Deep Dive into Kubernetes Pod Deployment: From YAML to Running Contain

1. YAML Creation and Kubectl Command

We start with a YAML file defining a Deployment with 3 replicas:

apiVersion: apps/v1
kind: Deployment
metadata:
  name: example-deployment
spec:
  replicas: 3
  selector:
    matchLabels:
      app: example
  template:
    metadata:
      labels:
        app: example
    spec:
      containers:
      - name: example-container
        image: nginx:1.14.2

The user runs:

kubectl apply -f deployment.yaml

2. YAML to JSON Serialization

kubectl converts YAML to JSON. This process is called serialization - converting a data structure into a format that can be stored or transmitted.

Example of the JSON:

{
  "apiVersion": "apps/v1",
  "kind": "Deployment",
  "metadata": {
    "name": "example-deployment"
  },
  "spec": {
    "replicas": 3,
    "selector": {
      "matchLabels": {
        "app": "example"
      }
    },
    "template": {
      "metadata": {
        "labels": {
          "app": "example"
        }
      },
      "spec": {
        "containers": [
          {
            "name": "example-container",
            "image": "nginx:1.14.2"
          }
        ]
      }
    }
  }
}

3. kubectl to API Server Communication

kubectl sends this JSON to the API server using a RESTful HTTP POST request. The communication is secured using TLS.

4. API Server Processing

4.1 Admission Controllers

Before the API server processes the request, it goes through a series of admission controllers. These are plugins that intercept requests to the Kubernetes API server prior to persistence of the object.
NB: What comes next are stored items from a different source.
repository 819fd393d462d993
pub mod runner;
pub mod scenario_model;
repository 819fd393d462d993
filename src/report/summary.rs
use std::collections::BTreeMap;

use serde::Serialize;

use crate::component::identifier::{StateDescriptor, describe};
use crate::component::registry::KindRegistry;
use crate::page::pattern_index::{Generation, PatternIndex};

/// State counts of the candidates of one kind.
#[derive(Debug, Clone, Default, PartialEq, Eq, Serialize)]
pub struct KindCounts {
    pub total: usize,
    pub visible: usize,
    pub disabled: usize,
    pub loading: usize,
    /// Only for kinds that model a checked state.
    #[serde(skip_serializing_if = "Option::is_none")]
    pub checked: Option<usize>,
}

#[derive(Debug, Clone, PartialEq, Serialize)]
pub struct SummaryEntry {
    pub order: usize,
    pub kind: String,
    pub handle: String,
    pub marker: Option<String>,
    pub state: StateDescriptor,
}

/// Structured digest of a pattern index for reporting.
#[derive(Debug, Clone, PartialEq, Serialize)]
pub struct IndexSummary {
    pub generation: Generation,
    pub total: usize,
    pub by_kind: BTreeMap<String, KindCounts>,
    pub duplicate_markers: Vec<String>,
    pub elements: Vec<SummaryEntry>,
}

impl IndexSummary {
    /// Describe every classified candidate of `index` from its snapshot.
    pub fn build(index: &PatternIndex, registry: &KindRegistry) -> Self {
        let mut by_kind: BTreeMap<String, KindCounts> = BTreeMap::new();
        let mut elements = Vec::new();

        for candidate in index.candidates() {
            let Some(kind) = candidate.kind.as_deref() else {
                continue;
            };
            let state = describe(candidate, kind, registry);

            let counts = by_kind.entry(kind.to_string()).or_default();
            counts.total += 1;
            counts.visible += usize::from(state.visible);
            counts.disabled += usize::from(state.disabled);
            counts.loading += usize::from(state.loading);
            if let Some(checked) = state.checked() {
                *counts.checked.get_or_insert(0) += usize::from(checked);
            }

            elements.push(SummaryEntry {
                order: candidate.order,
                kind: kind.to_string(),
                handle: candidate.handle().to_string(),
                marker: candidate.marker().map(str::to_string),
                state,
            });
        }

        IndexSummary {
            generation: index.generation(),
            total: elements.len(),
            by_kind,
            duplicate_markers: index.duplicate_markers().into_iter().map(str::to_string).collect(),
            elements,
        }
    }

    pub fn count(&self, kind: &str) -> usize {
        self.by_kind.get(kind).map_or(0, |c| c.total)
    }
}
fn upload_state(el: &RawElement) -> KindState {
    let files = item_texts(el.items_with_class("ant-upload-list-item"));

    let variant = if el.has_class("ant-upload-drag") {
        "drag"
    } else if el.has_class_prefix("ant-upload-list-picture-card") || el.has_class("ant-upload-select-picture-card") {
        "picture-card"
    } else if el.has_class_prefix("ant-upload-list-picture") {
        "picture"
    } else {
        "text"
    };

    let multiple = el.has_attribute("multiple")
        || el.classes.iter().any(|c| c.to_ascii_lowercase().contains("multiple"));

    KindState {
        child_count: Some(files.len() as u32),
        entries: Some(files),
        variant: Some(variant.to_string()),
        max_count: count_from(el, &["data-max-count", "maxCount"])
            .or_else(|| el.aria("max").and_then(|v| v.trim().parse().ok())),
        multiple: Some(multiple),
        ..KindState::default()
    }
}

fn date_picker_state(el: &RawElement) -> KindState {
    const PICKERS: [(&str, &str); 5] = [
        ("ant-picker-time", "time"),
        ("ant-picker-week", "week"),
        ("ant-picker-month", "month"),
        ("ant-picker-quarter", "quarter"),
        ("ant-picker-year", "year"),
    ];

    let variant = if el.has_class("ant-picker-range") {
        "range"
    } else {
        PICKERS
            .iter()
            .find(|(prefix, _)| el.has_class_prefix(prefix))
            .map(|(_, name)| *name)
            .unwrap_or("date")
    };

    KindState {
        value: text_value(el).filter(|v| !v.is_empty()),
        read_only: Some(el.has_attribute("readonly") || el.aria_flag("readonly") == Some(true)),
        placeholder: el.placeholder.clone(),
        expanded: Some(el.has_class("ant-picker-focused") || el.aria_flag("expanded") == Some(true)),
        status: status_from(el, "ant-picker"),
        variant: Some(variant.to_string()),
        size: size_from(el, "ant-picker"),
        ..KindState::default()
    }
}

fn select_state(el: &RawElement) -> KindState {
    let mut selected = item_texts(el.items_with_class("ant-select-selection-item"));
    if selected.is_empty() {
        if let Some(value) = text_value(el).filter(|v| !v.is_empty()) {
            selected.push(value);
        }
    }

    let variant = if el.has_class("ant-cascader") {
        "cascader"
    } else if el.has_class("ant-select-multiple") {
        "multiple"
    } else {
        "single"
    };

    let placeholder = el
        .items_with_class("ant-select-selection-placeholder")
        .find_map(NestedItem::display_text)
        .map(normalize_text)
        .or_else(|| el.placeholder.clone());

    let native = el.tag == "select";
    let multiple = el.has_class("ant-select-multiple") || (native && el.has_attribute("multiple"));
    let searchable = !native
        && (el.has_class("ant-select-show-search")
            || el.items_with_class("ant-select-selection-search").next().is_some());

    KindState {
        value: selected.first().cloned(),
        selected_values: Some(selected),
        multiple: Some(multiple),
        searchable: Some(searchable),
        expanded: Some(el.has_class("ant-select-open") || el.aria_flag("expanded") == Some(true)),
        placeholder,
        variant: Some(variant.to_string()),
        size: size_from(el, "ant-select"),
        ..KindState::default()
    }
}
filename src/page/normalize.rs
use crate::page::element::RawElement;

/// Collapse runs of whitespace to one space and trim both ends.
pub fn normalize_text(raw: &str) -> String {
    raw.split_whitespace().collect::<Vec<_>>().join(" ")
}

/// Human-facing label of an element, normalized.
///
/// Precedence: `aria-label`, associated form label, visible text,
/// placeholder. Returns an empty string when none is present.
pub fn label_for(el: &RawElement) -> String {
    label_sources(el).into_iter().next().unwrap_or_default()
}

/// Every distinct non-empty label source of an element, normalized, in
/// the same precedence as [`label_for`].
pub fn label_sources(el: &RawElement) -> Vec<String> {
    let mut sources: Vec<String> = Vec::with_capacity(4);
    for source in [
        el.aria_label.as_deref(),
        el.label.as_deref(),
        el.text.as_deref(),
        el.placeholder.as_deref(),
    ]
    .into_iter()
    .flatten()
    .map(normalize_text)
    {
        if !source.is_empty() && !sources.contains(&source) {
            sources.push(source);
        }
    }
    sources
}

/// Slug form used by marker values: lower-case, spaces and underscores
/// become `-`, repeated dashes collapse.
pub fn slugify(raw: &str) -> String {
    let lowered: String = normalize_text(raw)
        .to_lowercase()
        .chars()
        .map(|c| if c == ' ' || c == '_' { '-' } else { c })
        .collect();

    let mut out = String::with_capacity(lowered.len());
    for c in lowered.chars() {
        if c == '-' && out.ends_with('-') {
            continue;
        }
        out.push(c);
    }
    out.trim_matches('-').to_string()
}
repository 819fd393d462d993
pub mod logger;
pub mod trace;
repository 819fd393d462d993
use crate::report::report_model::SuiteReport;

// ============================================================================
// JUnit XML reporter: standard CI integration format
// ============================================================================

/// Generate a JUnit XML report for CI systems.
///
/// ```xml
/// <?xml version="1.0" encoding="UTF-8"?>
/// <testsuite name="..." tests="2" failures="1" time="1.234">
///   <testcase name="Scenario 1" classname="locatorless" />
///   <testcase name="Scenario 2" classname="locatorless">
///     <failure message="not_found" type="StepFailure">Step 1: ...</failure>
///   </testcase>
/// </testsuite>
/// ```
pub fn generate_junit_xml(report: &SuiteReport) -> String {
    let time_attr = report
        .duration_ms
        .map(|ms| format!(" time=\"{:.3}\"", ms as f64 / 1000.0))
        .unwrap_or_default();

    let mut cases = String::new();
    for result in &report.results {
        if result.passed {
            cases.push_str(&format!(
                "  <testcase name=\"{}\" classname=\"locatorless\" />\n",
                escape_xml(&result.name)
            ));
            continue;
        }

        let failed_steps: Vec<String> = result
            .failed_steps()
            .map(|o| {
                let msg = o.message.as_deref().unwrap_or("step failed");
                format!("Step {}: {}", o.index, msg)
            })
            .collect();

        let failure_message = result
            .failed_steps()
            .last()
            .and_then(|o| o.error_kind.clone())
            .unwrap_or_else(|| "execution error".to_string());

        let mut body_parts = failed_steps;
        if body_parts.is_empty() {
            if let Some(e) = &result.error {
                body_parts.push(format!("Error: {}", e));
            }
        }
        let failure_body = body_parts.join("\n");

        cases.push_str(&format!(
            "  <testcase name=\"{name}\" classname=\"locatorless\">\n    <failure message=\"{message}\" type=\"StepFailure\">{body}</failure>\n  </testcase>\n",
            name = escape_xml(&result.name),
            message = escape_xml(&failure_message),
            body = escape_xml(&failure_body),
        ));
    }

    format!(
        "<?xml version=\"1.0\" encoding=\"UTF-8\"?>\n<testsuite name=\"{name}\" tests=\"{tests}\" failures=\"{failures}\"{time}>\n{cases}</testsuite>\n",
        name = escape_xml(&report.suite_name),
        tests = report.total,
        failures = report.failed,
        time = time_attr,
        cases = cases,
    )
}

/// Escape XML special characters.
pub fn escape_xml(s: &str) -> String {
    s.replace('&', "&amp;")
        .replace('<', "&lt;")
        .replace('>', "&gt;")
        .replace('"', "&quot;")
        .replace('\'', "&apos;")
}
Example admission controllers:

ValidatingAdmissionWebhook
MutatingAdmissionWebhook
ResourceQuota
LimitRanger

Code snippet for registering an admission controller:

func (p *Plugin) ValidateInitialization() error {
    if p.configFile != "" {
        config, err := loadConfig(p.configFile)
        if err != nil {
            return fmt.Errorf("failed to load config: %v", err)
        }
        p.config = config
    }
    return nil
}

4.2 Authentication and Authorization

The API server authenticates the request using one or more authenticator modules. It then authorizes the request using RBAC (Role-Based Access Control) or other authorization modules.

RBAC example:

apiVersion: rbac.authorization.k8s.io/v1
kind: Role
metadata:
  namespace: default
  name: deployment-creator
rules:
- apiGroups: ["apps"]
  resources: ["deployments"]
  verbs: ["create", "update", "patch", "delete"]

4.3 Request Processing

The API Server, written in Go, receives the JSON and deserializes it into Go structs. Deserialization is the reverse process of serialization, converting a data format back into a data structure.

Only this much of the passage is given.